Primary abstract method where, given two objects, should return an appropriate, non-negative, similarity score between the two. Up to the implementing class to define what this is.

dictionaryDotProduct(self, featureDict1, featureDict2)

Given two dictionaries, treat these like vectors and take the "dot-product" between them. That is, find all items whose key is found in both dictionaries and expect the item values to be some kind of count or number. Then just take the product of those 2 numbers and sum up all such products.

dictionaryEuclideanDistanceSquared(self, featureDict1, featureDict2)

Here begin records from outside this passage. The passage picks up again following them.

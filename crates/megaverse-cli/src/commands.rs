//! Subcommand dispatch

use anyhow::{bail, Context, Result};
use clap::ArgMatches;
use megaverse_core::{
    BatchReport, CanvasConfig, Color, Direction, Entity, HttpCanvasClient, Position, Reconciler,
};
use std::sync::Arc;
use tracing::{info, warn};

pub(crate) async fn run(config: &CanvasConfig, matches: &ArgMatches) -> Result<()> {
    let client = HttpCanvasClient::new(config)?;
    let reconciler = Reconciler::bootstrap(Arc::new(client), config.parallel_degree)
        .await
        .context("could not load goal map")?;

    match matches.subcommand() {
        Some(("create", args)) => create(&reconciler, args).await,
        Some(("delete", args)) => {
            let position = position(args)?;
            reconciler.delete(position).await?;
            info!(%position, "deleted");
            Ok(())
        }
        Some(("deleteall", _)) => {
            let report = reconciler.clear().await;
            log_report(&report);
            if let Some(reason) = report.aborted {
                bail!("canvas not cleared: {reason}");
            }
            Ok(())
        }
        Some(("replicate", _)) => {
            let report = reconciler.replicate().await?;
            log_report(&report);
            Ok(())
        }
        Some(("xshape", args)) => {
            let margin = args.get_one::<usize>("margin").copied().unwrap_or_default();
            let report = reconciler.draw_x(margin).await?;
            log_report(&report);
            Ok(())
        }
        Some(("goal", args)) => {
            let summary = reconciler.goal().summary();
            if args.get_flag("json") {
                println!("{}", serde_json::to_string_pretty(&summary)?);
            } else {
                println!("Goal map: {} rows x {} cols", summary.rows, summary.cols);
                println!("  Polyanets: {}", summary.polyanets);
                println!("  Comeths:   {}", summary.comeths);
                println!("  Soloons:   {}", summary.soloons);
                println!("  Total:     {}", summary.total());
            }
            Ok(())
        }
        Some((other, _)) => bail!("unknown command '{other}'"),
        None => bail!("no command given"),
    }
}

async fn create(reconciler: &Reconciler, matches: &ArgMatches) -> Result<()> {
    let entity = match matches.subcommand() {
        Some(("polyanet", args)) => {
            let position = position(args)?;
            Entity::polyanet(position.row, position.column)
        }
        Some(("cometh", args)) => {
            let position = position(args)?;
            let direction = *args
                .get_one::<Direction>("direction")
                .context("missing direction")?;
            Entity::cometh(position.row, position.column, direction)
        }
        Some(("soloon", args)) => {
            let position = position(args)?;
            let color = *args.get_one::<Color>("color").context("missing color")?;
            Entity::soloon(position.row, position.column, color)
        }
        _ => bail!("expected polyanet, cometh or soloon"),
    };

    reconciler.create(&entity).await?;
    info!(%entity, "created");
    Ok(())
}

fn position(args: &ArgMatches) -> Result<Position> {
    let row = *args.get_one::<usize>("row").context("missing row")?;
    let column = *args.get_one::<usize>("column").context("missing column")?;
    Ok(Position::new(row, column))
}

fn log_report(report: &BatchReport) {
    if report.is_complete() {
        info!(
            operation = %report.operation,
            succeeded = report.succeeded,
            "done"
        );
    } else {
        warn!(
            operation = %report.operation,
            succeeded = report.succeeded,
            failed = report.failures.len(),
            "finished with failures"
        );
    }
}
//! Megaverse Core - canvas reconciliation engine
//!
//! Drives a remote Megaverse canvas toward its goal map:
//! - Parses the goal grid into typed entities
//! - Issues create/delete calls with retry, backoff and pacing
//! - Fetches the goal and current canvas state
//! - Clears and replicates with bounded concurrency
//!
//! # Example
//!
//! ```rust,ignore
//! use megaverse_core::{CanvasConfig, HttpCanvasClient, Reconciler};
//! use std::sync::Arc;
//!
//! # async fn example() -> Result<(), Box<dyn std::error::Error>> {
//! let config = CanvasConfig::new().with_candidate_id("my-candidate");
//! let client = HttpCanvasClient::new(&config)?;
//! let reconciler = Reconciler::bootstrap(Arc::new(client), config.parallel_degree).await?;
//!
//! let report = reconciler.replicate().await?;
//! println!("Created {} entities", report.succeeded);
//! # Ok(())
//! # }
//! ```

#![warn(unreachable_pub)]
#![allow(missing_docs)]

// Core modules
pub mod client;
pub mod config;
pub mod entity;
pub mod error;
pub mod goal;
pub mod parser;
pub mod pattern;
pub mod reconciler;
pub mod retry;

// Re-exports for convenience
pub use client::{CanvasApi, HttpCanvasClient, Operation};
pub use config::CanvasConfig;
pub use entity::{Color, Direction, Entity, EntityKind, Position, RequestBody, UnknownTokenError};
pub use error::{CanvasError, FailureKind, RemoteError};
pub use goal::{GoalMap, GoalSummary};
pub use parser::{parse_grid, parse_tag};
pub use reconciler::{BatchFailure, BatchReport, Reconciler, DEFAULT_PARALLEL_DEGREE};
pub use retry::RetryPolicy;
pub use reqwest::StatusCode;

/// Prelude module for common imports
pub mod prelude {
    //! Common imports for working with Megaverse Core
    pub use crate::{
        CanvasApi, CanvasConfig, CanvasError, Color, Direction, Entity, EntityKind, GoalMap,
        HttpCanvasClient, Operation, Position, Reconciler,
    };
}

/// Version of this crate
pub const VERSION: &str = env!("CARGO_PKG_VERSION");
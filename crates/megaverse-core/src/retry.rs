//! Retry policy for remote calls
//!
//! Exponential backoff from a base delay, doubled per attempt, capped, then
//! perturbed by a multiplicative jitter so concurrent retries spread out.

use rand::Rng;
use std::time::Duration;

/// Upper bound applied before jitter when none is configured
pub const DEFAULT_MAX_BACKOFF: Duration = Duration::from_secs(300);

/// Retry budget and backoff shape
#[derive(Debug, Clone, Copy, PartialEq)]
pub struct RetryPolicy {
    /// Additional attempts after the first one
    pub max_retries: u32,
    /// Delay before the first retry
    pub backoff: Duration,
    /// Ceiling for the un-jittered delay
    pub max_backoff: Duration,
    /// Jitter fraction in `[0, 1]`
    pub jitter_factor: f64,
}

impl RetryPolicy {
    /// Create new policy
    #[inline]
    #[must_use]
    pub fn new(max_retries: u32, backoff: Duration, jitter_factor: f64) -> Self {
        Self {
            max_retries,
            backoff,
            max_backoff: DEFAULT_MAX_BACKOFF,
            jitter_factor: if jitter_factor.is_finite() {
                jitter_factor.clamp(0.0, 1.0)
            } else {
                0.0
            },
        }
    }

    /// Policy that never retries
    #[inline]
    #[must_use]
    pub fn none() -> Self {
        Self::new(0, Duration::ZERO, 0.0)
    }

    /// With backoff ceiling
    #[inline]
    #[must_use]
    pub fn with_max_backoff(mut self, max_backoff: Duration) -> Self {
        self.max_backoff = max_backoff;
        self
    }

    /// Whether retry number `attempt` (0-based) is within budget
    #[inline]
    #[must_use]
    pub fn should_retry(&self, attempt: u32) -> bool {
        attempt < self.max_retries
    }

    /// Un-jittered delay before retry number `attempt` (0-based)
    #[must_use]
    pub fn base_delay(&self, attempt: u32) -> Duration {
        let factor = 2_u32.checked_pow(attempt).unwrap_or(u32::MAX);
        self.backoff.saturating_mul(factor).min(self.max_backoff)
    }

    /// Delay before retry number `attempt`, jittered
    #[must_use]
    pub fn delay_for(&self, attempt: u32) -> Duration {
        let base = self.base_delay(attempt);
        if self.jitter_factor <= 0.0 || base.is_zero() {
            return base;
        }
        let spread = rand::rng().random_range(-self.jitter_factor..=self.jitter_factor);
        jittered(base, spread)
    }
}

/// Scale `base` by `1 + spread`, never below zero
fn jittered(base: Duration, spread: f64) -> Duration {
    base.mul_f64((1.0 + spread).max(0.0))
}
//! Goal map snapshot

use crate::entity::{Entity, EntityKind, Position};
use crate::error::CanvasError;
use crate::parser::parse_grid;
use serde::Serialize;

/// Desired final arrangement of the canvas.
///
/// Built once per run from the goal endpoint and never mutated afterward.
#[derive(Debug, Clone, PartialEq, Eq)]
pub struct GoalMap {
    rows: usize,
    cols: usize,
    entities: Vec<Entity>,
}

impl GoalMap {
    /// Create goal map from dimensions and entities
    ///
    /// # Errors
    /// - `CanvasError::EmptyGrid` if either dimension is zero
    /// - `CanvasError::OutOfBounds` if an entity lies outside the dimensions
    pub fn new(rows: usize, cols: usize, entities: Vec<Entity>) -> Result<Self, CanvasError> {
        if rows == 0 || cols == 0 {
            return Err(CanvasError::EmptyGrid);
        }

        let map = Self {
            rows,
            cols,
            entities: Vec::new(),
        };
        for entity in &entities {
            map.check_bounds(entity.position)?;
        }

        Ok(Self { entities, ..map })
    }

    /// Build from a grid of type tags
    ///
    /// # Errors
    /// Propagates parser errors (see [`parse_grid`]).
    pub fn from_grid<S: AsRef<str>>(grid: &[Vec<S>]) -> Result<Self, CanvasError> {
        let entities = parse_grid(grid)?;
        let rows = grid.len();
        let cols = grid.first().map_or(0, Vec::len);
        Self::new(rows, cols, entities)
    }

    /// Number of rows
    #[inline]
    #[must_use]
    pub fn rows(&self) -> usize {
        self.rows
    }

    /// Number of columns
    #[inline]
    #[must_use]
    pub fn cols(&self) -> usize {
        self.cols
    }

    /// Entities to place, in row-major order
    #[inline]
    #[must_use]
    pub fn entities(&self) -> &[Entity] {
        &self.entities
    }

    /// Whether rows == cols
    #[inline]
    #[must_use]
    pub fn is_square(&self) -> bool {
        self.rows == self.cols
    }

    /// Whether `position` lies on the map
    #[inline]
    #[must_use]
    pub fn contains(&self, position: Position) -> bool {
        position.row < self.rows && position.column < self.cols
    }

    /// Reject positions outside the map
    ///
    /// # Errors
    /// `CanvasError::OutOfBounds` if `position` is not on the map.
    pub fn check_bounds(&self, position: Position) -> Result<(), CanvasError> {
        if self.contains(position) {
            Ok(())
        } else {
            Err(CanvasError::OutOfBounds {
                position,
                rows: self.rows,
                cols: self.cols,
            })
        }
    }

    /// Entity counts by kind
    #[must_use]
    pub fn summary(&self) -> GoalSummary {
        let mut summary = GoalSummary {
            rows: self.rows,
            cols: self.cols,
            ..GoalSummary::default()
        };
        for entity in &self.entities {
            match entity.kind {
                EntityKind::Polyanet => summary.polyanets += 1,
                EntityKind::Cometh { .. } => summary.comeths += 1,
                EntityKind::Soloon { .. } => summary.soloons += 1,
            }
        }
        summary
    }
}

/// Goal map dimensions and entity counts
#[derive(Debug, Clone, Copy, Default, PartialEq, Eq, Serialize)]
pub struct GoalSummary {
    pub rows: usize,
    pub cols: usize,
    pub polyanets: usize,
    pub comeths: usize,
    pub soloons: usize,
}

impl GoalSummary {
    /// Total number of entities
    #[inline]
    #[must_use]
    pub fn total(&self) -> usize {
        self.polyanets + self.comeths + self.soloons
    }
}

#[cfg(test)]
mod tests {
    use super::*;
    use crate::entity::{Color, Direction};

    fn cross() -> Vec<Vec<&'static str>> {
        vec![
            vec!["SPACE", "POLYANET", "SPACE"],
            vec!["POLYANET", "SPACE", "POLYANET"],
            vec!["SPACE", "POLYANET", "SPACE"],
        ]
    }

    #[test]
    fn from_grid_takes_dimensions_from_grid() {
        let goal = GoalMap::from_grid(&cross()).unwrap();

        assert_eq!(goal.rows(), 3);
        assert_eq!(goal.cols(), 3);
        assert!(goal.is_square());
        assert_eq!(
            goal.entities(),
            &[
                Entity::polyanet(0, 1),
                Entity::polyanet(1, 0),
                Entity::polyanet(1, 2),
                Entity::polyanet(2, 1),
            ]
        );
    }

    #[test]
    fn zero_dimensions_are_rejected() {
        assert!(matches!(
            GoalMap::new(0, 3, Vec::new()),
            Err(CanvasError::EmptyGrid)
        ));
    }

    #[test]
    fn entities_outside_dimensions_are_rejected() {
        let result = GoalMap::new(2, 2, vec![Entity::polyanet(2, 0)]);
        assert!(matches!(result, Err(CanvasError::OutOfBounds { .. })));
    }

    #[test]
    fn check_bounds() {
        let goal = GoalMap::new(10, 10, vec![Entity::polyanet(0, 0)]).unwrap();

        assert!(goal.check_bounds(Position::new(9, 9)).is_ok());
        assert!(goal.check_bounds(Position::new(20, 5)).is_err());
        assert!(goal.check_bounds(Position::new(5, 10)).is_err());
    }

    #[test]
    fn summary_counts_by_kind() {
        let goal = GoalMap::new(
            2,
            3,
            vec![
                Entity::polyanet(0, 0),
                Entity::cometh(0, 1, Direction::Right),
                Entity::soloon(1, 2, Color::White),
                Entity::soloon(1, 1, Color::Red),
            ],
        )
        .unwrap();

        let summary = goal.summary();
        assert_eq!(summary.polyanets, 1);
        assert_eq!(summary.comeths, 1);
        assert_eq!(summary.soloons, 2);
        assert_eq!(summary.total(), 4);
        assert!(!goal.is_square());
    }
}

Given two dictionaries, treat these like vectors and calculate the Euclidean distance between them, squared. That is, find all items whose key is found in both dictionaries and expect the item values to be some kind of count or number. Sum the square difference between each of these. Furthermore, if an item exists in one dictionary, but not the other, treat the other dictionary as having the item but with a value = 0.0.

buildFeatureDictionary(self, obj)

Optional abstract method. Given some object to compare, build a dictionary of its important features such that it is easy to compare any two objects' feature dictionaries.

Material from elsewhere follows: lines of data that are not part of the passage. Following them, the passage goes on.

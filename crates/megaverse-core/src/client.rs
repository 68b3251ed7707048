//! Remote canvas client
//!
//! [`CanvasApi`] is the seam between the reconciler and the network. The
//! HTTP implementation issues one create or delete per [`CanvasApi::apply`]
//! call and only returns once the call succeeded or its retry budget is
//! spent:
//! - 429 and 5xx responses are retried with jittered exponential backoff
//! - other error statuses and transport failures are terminal
//! - each success is followed by a fixed pause to stay under the rate limit

use crate::config::CanvasConfig;
use crate::entity::Entity;
use crate::error::{CanvasError, FailureKind, RemoteError};
use crate::goal::GoalMap;
use crate::retry::RetryPolicy;
use reqwest::{Method, StatusCode};
use serde::de::DeserializeOwned;
use serde::Deserialize;
use std::fmt;
use std::time::Duration;
use tracing::{debug, error, info, warn};

/// Remote operation applied to an entity
#[derive(Debug, Clone, Copy, PartialEq, Eq, Hash)]
pub enum Operation {
    /// Place the entity
    Create,
    /// Remove whatever occupies the entity's position
    Delete,
}

impl Operation {
    /// HTTP verb for the operation
    #[inline]
    #[must_use]
    pub fn method(self) -> Method {
        match self {
            Self::Create => Method::POST,
            Self::Delete => Method::DELETE,
        }
    }
}

impl fmt::Display for Operation {
    fn fmt(&self, f: &mut fmt::Formatter<'_>) -> fmt::Result {
        f.write_str(match self {
            Self::Create => "create",
            Self::Delete => "delete",
        })
    }
}

/// Canvas API as seen by the reconciler
///
/// Implement this trait to substitute the remote service, e.g. in tests.
#[async_trait::async_trait]
pub trait CanvasApi: Send + Sync {
    /// Fetch and parse the goal map for the configured candidate
    async fn fetch_goal(&self) -> Result<GoalMap, CanvasError>;

    /// Fetch the current canvas; `true` marks an occupied cell
    async fn fetch_current_content(&self) -> Result<Vec<Vec<bool>>, CanvasError>;

    /// Apply `operation` to `entity`, retrying transient failures
    async fn apply(&self, entity: &Entity, operation: Operation) -> Result<(), RemoteError>;
}

#[derive(Debug, Deserialize)]
struct GoalResponse {
    goal: Option<Vec<Vec<String>>>,
}

#[derive(Debug, Deserialize)]
struct MapResponse {
    map: Option<MapBody>,
}

#[derive(Debug, Deserialize)]
struct MapBody {
    content: Option<Vec<Vec<serde_json::Value>>>,
}

/// HTTP implementation of [`CanvasApi`]
#[derive(Debug, Clone)]
pub struct HttpCanvasClient {
    http: reqwest::Client,
    base_url: String,
    candidate_id: String,
    goal_endpoint: String,
    map_endpoint: String,
    retry: RetryPolicy,
    request_delay: Duration,
}

impl HttpCanvasClient {
    /// Create client from configuration
    ///
    /// # Errors
    /// `CanvasError::Config` if the configuration is invalid or the HTTP
    /// client cannot be built.
    pub fn new(config: &CanvasConfig) -> Result<Self, CanvasError> {
        let http = reqwest::Client::builder()
            .timeout(config.request_timeout())
            .build()
            .map_err(|e| CanvasError::Config(format!("failed to build HTTP client: {e}")))?;
        Self::with_http_client(config, http)
    }

    /// Create client sharing an existing connection pool
    ///
    /// # Errors
    /// `CanvasError::Config` if the configuration is invalid.
    pub fn with_http_client(
        config: &CanvasConfig,
        http: reqwest::Client,
    ) -> Result<Self, CanvasError> {
        config.validate()?;
        Ok(Self {
            http,
            base_url: config.base_url.trim_end_matches('/').to_string(),
            candidate_id: config.candidate_id.clone(),
            goal_endpoint: config.goal_endpoint(),
            map_endpoint: config.map_endpoint(),
            retry: config.retry_policy(),
            request_delay: config.request_delay(),
        })
    }

    /// Retry policy in effect
    #[inline]
    #[must_use]
    pub fn retry_policy(&self) -> &RetryPolicy {
        &self.retry
    }

    fn url(&self, path: &str) -> String {
        format!("{}{}", self.base_url, path)
    }

    /// One attempt, no retry
    async fn send_once(&self, entity: &Entity, operation: Operation) -> Result<(), RemoteError> {
        let url = self.url(entity.resource_path());
        debug!(%operation, %entity, %url, "sending request");

        let response = self
            .http
            .request(operation.method(), &url)
            .json(&entity.request_body(&self.candidate_id))
            .send()
            .await?;

        let status = response.status();
        if status.is_success() {
            return Ok(());
        }

        let body = response.text().await.unwrap_or_default();
        log_status_failure(status, &body);
        Err(RemoteError::status(status, body))
    }

    async fn get_json<T: DeserializeOwned>(&self, path: &str) -> Result<T, CanvasError> {
        let url = self.url(path);
        debug!(%url, "fetching");

        let response = self.http.get(&url).send().await.map_err(RemoteError::from)?;
        let status = response.status();
        if !status.is_success() {
            let body = response.text().await.unwrap_or_default();
            log_status_failure(status, &body);
            return Err(RemoteError::status(status, body).into());
        }

        let text = response.text().await.map_err(RemoteError::from)?;
        serde_json::from_str(&text)
            .map_err(|e| RemoteError::Decode(format!("{path}: {e}")).into())
    }
}

#[async_trait::async_trait]
impl CanvasApi for HttpCanvasClient {
    async fn fetch_goal(&self) -> Result<GoalMap, CanvasError> {
        let response: GoalResponse = self.get_json(&self.goal_endpoint).await?;
        let grid = response
            .goal
            .ok_or_else(|| CanvasError::MalformedResponse("goal response has no 'goal' field".to_string()))?;

        let goal = GoalMap::from_grid(&grid)?;
        info!(
            rows = goal.rows(),
            cols = goal.cols(),
            entities = goal.entities().len(),
            "fetched goal map"
        );
        Ok(goal)
    }

    async fn fetch_current_content(&self) -> Result<Vec<Vec<bool>>, CanvasError> {
        let response: MapResponse = self.get_json(&self.map_endpoint).await?;
        let content = response
            .map
            .ok_or_else(|| CanvasError::MalformedResponse("map response has no 'map' field".to_string()))?
            .content
            .ok_or_else(|| CanvasError::MalformedResponse("map has no 'content' field".to_string()))?;

        Ok(content
            .into_iter()
            .map(|row| row.into_iter().map(|cell| !cell.is_null()).collect())
            .collect())
    }

    async fn apply(&self, entity: &Entity, operation: Operation) -> Result<(), RemoteError> {
        let mut retry = 0;

        loop {
            match self.send_once(entity, operation).await {
                Ok(()) => {
                    info!(%operation, %entity, "operation succeeded");
                    if !self.request_delay.is_zero() {
                        tokio::time::sleep(self.request_delay).await;
                    }
                    return Ok(());
                }
                Err(err) if err.is_retryable() => {
                    if !self.retry.should_retry(retry) {
                        error!(%operation, %entity, attempts = retry + 1, error = %err, "retries exhausted");
                        return Err(RemoteError::RetriesExhausted {
                            attempts: retry + 1,
                            last: Box::new(err),
                        });
                    }

                    let delay = self.retry.delay_for(retry);
                    warn!(
                        %operation,
                        %entity,
                        retry = retry + 1,
                        delay_ms = u64::try_from(delay.as_millis()).unwrap_or(u64::MAX),
                        error = %err,
                        "retrying after error"
                    );
                    tokio::time::sleep(delay).await;
                    retry += 1;
                }
                Err(err) => {
                    error!(%operation, %entity, error = %err, "operation failed");
                    return Err(err);
                }
            }
        }
    }
}

fn log_status_failure(status: StatusCode, body: &str) {
    match FailureKind::classify(status) {
        FailureKind::RateLimited => {
            warn!(%status, body, "too many requests (retryable)");
        }
        FailureKind::Server => warn!(%status, body, "server error (retryable)"),
        FailureKind::Client => error!(%status, body, "client error (won't retry)"),
        FailureKind::Unexpected => error!(%status, body, "unexpected status"),
    }
}

#[cfg(test)]
mod tests {
    use super::*;

    fn config() -> CanvasConfig {
        CanvasConfig::new()
            .with_base_url("http://localhost:8080/api/")
            .with_candidate_id("cand")
    }

    #[test]
    fn operation_methods() {
        assert_eq!(Operation::Create.method(), Method::POST);
        assert_eq!(Operation::Delete.method(), Method::DELETE);
        assert_eq!(Operation::Delete.to_string(), "delete");
    }

    #[test]
    fn urls_keep_base_path() {
        let client = HttpCanvasClient::new(&config()).unwrap();

        assert_eq!(client.url("/polyanets"), "http://localhost:8080/api/polyanets");
        assert_eq!(client.goal_endpoint, "/map/cand/goal");
        assert_eq!(client.map_endpoint, "/map/cand");
    }

    #[test]
    fn invalid_config_is_rejected() {
        let result = HttpCanvasClient::new(&CanvasConfig::new());
        assert!(matches!(result, Err(CanvasError::Config(_))));
    }

    #[test]
    fn map_response_tolerates_missing_fields() {
        let response: MapResponse = serde_json::from_str(r#"{"map": null}"#).unwrap();
        assert!(response.map.is_none());

        let response: MapResponse =
            serde_json::from_str(r#"{"map": {"content": [[null, {"type": 0}]]}}"#).unwrap();
        let content = response.map.unwrap().content.unwrap();
        assert!(content[0][0].is_null());
        assert!(!content[0][1].is_null());
    }
}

Combined with the getFeatureDictionary(...) and prepareFeatureDictionaryList(...) methods, this can save a lot of time as the features need only be calculated once for an object, then stored in self.featureDictList instead of being recalculated for every similarity call.

getFeatureDictionary(self, obj, objIndex)

See if a feature dictionary has already been created for the object at the specified objIndex. If so, just return that one. Otherwise build it and store it for future use.

If objIndex < 0, then it is unused, just build and return.

normalizeFeatureDictionary(self, featureDict)

Given a dictionary, interpret it as a feature vector, whose values are some numerical value. In that case, the vector can be interpreted to have a magnitude / length. Divide all elements (values) by this magnitude to normalize the vector to have a length of 1.0.

ensureListCapacity(self, aList, targetSize)

Ensure that the given list is at least the given size. If it is not currently, then keep appending None elements until that size is achieved.

prepareFeatureDictionaryList(self, objIter)

Pre-processing step. Calculate the feature dictionary for each object, and do so only once here. Then, subsequent calls can just to getFeatureDictionary(...) can just get the stored object from the list instead of recalculating it.

Class Variable Details

[hide private]

objIndex2

Temporary storage for the feature dictionaries calculated for any objects. If the members objIndex1 or objIndex2 are set, then fill in these values accordingly. That way, the next time they're needed, they can just be accessed directly instead of requiring another calculation.

Value:

-1

featureDictList

Value:

None